**Work task:** Here you must reproduce each line of the data exactly.

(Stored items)
■ ■ ■ ■
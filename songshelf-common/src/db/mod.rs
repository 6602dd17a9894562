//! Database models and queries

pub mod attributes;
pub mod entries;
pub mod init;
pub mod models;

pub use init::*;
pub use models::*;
■ ■ ■ ■
**Answer to this problem:**
filename songshelf-common/src/db/mod.rs
repository 6602dd17a9894562
//! Database models and queries

pub mod attributes;
pub mod entries;
pub mod init;
pub mod models;

pub use init::*;
pub use models::*;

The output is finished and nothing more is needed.